::: RECORDS FOR THIS EXERCISE :::
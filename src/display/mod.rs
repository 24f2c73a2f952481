// src/display/mod.rs
//! Display modules

pub mod terminal;

pub use terminal::TerminalDisplay;
// src/timer.rs
//! Session elapsed-time counter with pause/resume

/// One-second-resolution elapsed counter.
///
/// The counter only advances on `tick()` while running; pausing freezes the
/// value without resetting it. The owning state machine holds the single
/// interval that drives `tick()`.
#[derive(Debug, Clone)]
pub struct SessionTimer {
    elapsed_secs: u64,
    running: bool,
}

impl SessionTimer {
    /// Create a fresh timer, running from zero.
    pub fn new() -> Self {
        Self {
            elapsed_secs: 0,
            running: true,
        }
    }

    /// Advance by one second if the timer is running.
    pub fn tick(&mut self) {
        if self.running {
            self.elapsed_secs += 1;
        }
    }

    /// Freeze the counter at its current value.
    pub fn pause(&mut self) {
        self.running = false;
    }

    /// Resume counting from the frozen value.
    pub fn resume(&mut self) {
        self.running = true;
    }

    pub fn is_running(&self) -> bool {
        self.running
    }

    pub fn elapsed_secs(&self) -> u64 {
        self.elapsed_secs
    }
}

impl Default for SessionTimer {
    fn default() -> Self {
        Self::new()
    }
}

#[cfg(test)]
mod tests {
    use super::*;

    #[test]
    fn test_tick_advances_while_running() {
        let mut timer = SessionTimer::new();
        timer.tick();
        timer.tick();
        assert_eq!(timer.elapsed_secs(), 2);
    }

    #[test]
    fn test_pause_freezes_and_resume_continues() {
        let mut timer = SessionTimer::new();
        timer.tick();
        timer.pause();
        timer.tick();
        timer.tick();
        assert_eq!(timer.elapsed_secs(), 1);

        timer.resume();
        timer.tick();
        assert_eq!(timer.elapsed_secs(), 2);
    }
}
:::
_WHAT THE TASK ASKS_: Find each line in the records holding the string "value" and show it.

_RESULT_:
/// value without resetting it. The owning state machine holds the single
    /// Freeze the counter at its current value.
    /// Resume counting from the frozen value.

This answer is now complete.